We’ll be back in 2019. Parliament returns on 7th January, so you can expect another email to drop into your inbox on Friday 4th. The meaningful vote will be with us ahead of 21st – that’s only two weeks from term starting again, so I’d imagine we’ll have meaningful vote debate at some point in that first week back. Or at least we can hope. You know what they say? If you don’t have a dream, how are you going to have a dream come true?
I wish you a very happy Christmas. I hope that you find both rest and joy.
Sunday – Nothing of interest will happen until the New Year.
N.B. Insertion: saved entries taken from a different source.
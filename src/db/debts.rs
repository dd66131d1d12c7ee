//! Debt queries
//!
//! # Interview Q&A
//!
//! Q: 부채 삭제 후에도 id 로 조회 가능한 이유는?
//! A: 삭제는 `status = 'removed'` 로 바꾸는 soft delete
//!    - 목록 (`list_active_debts`) 에서는 제외
//!    - 단건 조회와 거래 내역은 그대로 유지
//!    - PUT 으로 status 를 active 로 되돌리면 재활성화
//!
//! Q: 금액을 왜 정수 cent 로 저장하는가?
//! A: SQLite 에는 decimal 타입이 없음
//!    - REAL 로 저장하면 0.1 + 0.2 같은 오차 누적
//!    - `amount_cents INTEGER` + API 경계에서만 소수 변환

use chrono::Utc;

use super::{Database, Debt, DebtStatus, DebtSummary, DebtUpdate, NewDebt};
use crate::types::{Money, UserId};

const DEBT_SELECT: &str = r#"
    SELECT d.id, d.user_id, d.contact_id, d.amount_cents, d.direction, d.status,
           d.description, d.created_at, d.updated_at,
           c.name AS contact_name, c.phone AS contact_phone, c.email AS contact_email
    FROM debts d
    JOIN contacts c ON d.contact_id = c.id
"#;

impl Database {
    /// 활성 부채 목록 (최신순)
    pub async fn list_active_debts(&self, owner: UserId) -> sqlx::Result<Vec<Debt>> {
        sqlx::query_as::<_, Debt>(&format!(
            "{DEBT_SELECT} WHERE d.user_id = ? AND d.status = ? ORDER BY d.created_at DESC, d.id DESC"
        ))
        .bind(owner)
        .bind(DebtStatus::Active)
        .fetch_all(&self.pool)
        .await
    }

    /// (id, owner) 로 조회. 상태와 무관 (removed 포함)
    pub async fn find_debt(&self, owner: UserId, id: i64) -> sqlx::Result<Option<Debt>> {
        sqlx::query_as::<_, Debt>(&format!("{DEBT_SELECT} WHERE d.id = ? AND d.user_id = ?"))
            .bind(id)
            .bind(owner)
            .fetch_optional(&self.pool)
            .await
    }

    /// 부채 소유 여부 (거래 생성/조회 전 확인용)
    pub async fn owns_debt(&self, owner: UserId, id: i64) -> sqlx::Result<bool> {
        let row: Option<(i64,)> = sqlx::query_as("SELECT id FROM debts WHERE id = ? AND user_id = ?")
            .bind(id)
            .bind(owner)
            .fetch_optional(&self.pool)
            .await?;

        Ok(row.is_some())
    }

    /// 부채 생성 (status = active)
    ///
    /// 연락처가 owner 소유의 활성 연락처인지는 호출 측에서 먼저 확인
    pub async fn insert_debt(&self, owner: UserId, debt: &NewDebt) -> sqlx::Result<Debt> {
        let now = Utc::now();
        let id = sqlx::query(
            r#"
            INSERT INTO debts (user_id, contact_id, amount_cents, direction, status, description, created_at, updated_at)
            VALUES (?, ?, ?, ?, ?, ?, ?, ?)
            "#,
        )
        .bind(owner)
        .bind(debt.contact_id)
        .bind(debt.amount)
        .bind(debt.direction)
        .bind(DebtStatus::Active)
        .bind(&debt.description)
        .bind(now)
        .bind(now)
        .execute(&self.pool)
        .await?
        .last_insert_rowid();

        self.find_debt(owner, id)
            .await?
            .ok_or(sqlx::Error::RowNotFound)
    }

    /// amount / description / status 덮어쓰기
    ///
    /// 상태 전이 제한 없음 (removed → active 도 허용)
    pub async fn update_debt(
        &self,
        owner: UserId,
        id: i64,
        update: &DebtUpdate,
    ) -> sqlx::Result<Option<Debt>> {
        let result = sqlx::query(
            r#"
            UPDATE debts
            SET amount_cents = ?, description = ?, status = ?, updated_at = ?
            WHERE id = ? AND user_id = ?
            "#,
        )
        .bind(update.amount)
        .bind(&update.description)
        .bind(update.status)
        .bind(Utc::now())
        .bind(id)
        .bind(owner)
        .execute(&self.pool)
        .await?;

        if result.rows_affected() == 0 {
            return Ok(None);
        }
        self.find_debt(owner, id).await
    }

    /// Soft delete (status = removed). 대상이 있으면 true
    pub async fn remove_debt(&self, owner: UserId, id: i64) -> sqlx::Result<bool> {
        let result = sqlx::query(
            "UPDATE debts SET status = ?, updated_at = ? WHERE id = ? AND user_id = ?",
        )
        .bind(DebtStatus::Removed)
        .bind(Utc::now())
        .bind(id)
        .bind(owner)
        .execute(&self.pool)
        .await?;

        Ok(result.rows_affected() > 0)
    }

    /// 활성 부채 집계 (단일 쿼리)
    ///
    /// SUM 은 i64 를 넘으면 "integer overflow" 에러를 내므로 TOTAL (REAL) 로
    /// 합산한 뒤 cents 로 포화 변환
    pub async fn debt_summary(&self, owner: UserId) -> sqlx::Result<DebtSummary> {
        let (owed_to, owed_from, active_count, contacts_count): (f64, f64, i64, i64) =
            sqlx::query_as(
                r#"
                SELECT
                    TOTAL(CASE WHEN direction = 'owe_to' AND status = 'active' THEN amount_cents ELSE 0 END),
                    TOTAL(CASE WHEN direction = 'owe_from' AND status = 'active' THEN amount_cents ELSE 0 END),
                    COUNT(CASE WHEN status = 'active' THEN 1 END),
                    COUNT(DISTINCT CASE WHEN status = 'active' THEN contact_id END)
                FROM debts
                WHERE user_id = ?
                "#,
            )
            .bind(owner)
            .fetch_one(&self.pool)
            .await?;

        let total_owed_to_others = Money::from_total_cents(owed_to);
        let total_owed_from_others = Money::from_total_cents(owed_from);

        Ok(DebtSummary {
            total_owed_to_others,
            total_owed_from_others,
            net_balance: total_owed_from_others - total_owed_to_others,
            active_debts_count: active_count,
            contacts_with_debts: contacts_count,
        })
    }
}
You have my permission to skip the Sunday morning shows today. (Spoiler: I’m probably wrong, there will probably be explosive news and I’ll only have to apologise again…)
Monday – The PM will make a statement after the EU summit. Many people will seek to question her on the backstop, on trade agreements, on second referenda, on whatever they have been asking about for the past two years. We’ll bring you all the action on social media, because we’re kind and that means you don’t have to watch any of it.
Then MPs are nodding through a technical thing about age verification on, ahem, adult websites. Sorry, not trying to be coy, just getting round email filters…
The Lords are looking at the Counter-Terrorism Bill. Again. They had four days in committee and this is their 3rd day in report stage.
Tuesday – The Lords are passing the upskirting Bill. MPs are looking at the Mental Capacity (Amendment) Bill, which is about making assessments over being taken into care easier – but there are people worried about human rights of the assessed. Arguments both ways are pretty interesting and this could be a real highlight of the week.
Wednesday – PMQs. The last one before Christmas. All sides will be looking to say something that will play well on social media over the break. Following that, MPs will debate disability benefit and then mental health first aid. Both are backbench business debates with no suggestion of action being taken.
Thursday– Another backbench business debate, this time on the Rohingya. The real action will be during the Business statement from Andrea Leadsome. Will we get meaningful vote debate the first week back? There’s an outside chance we might even get the vote. Well, I’m excited.
Friday – We’re done for 2018. Parliament returns on 7th January.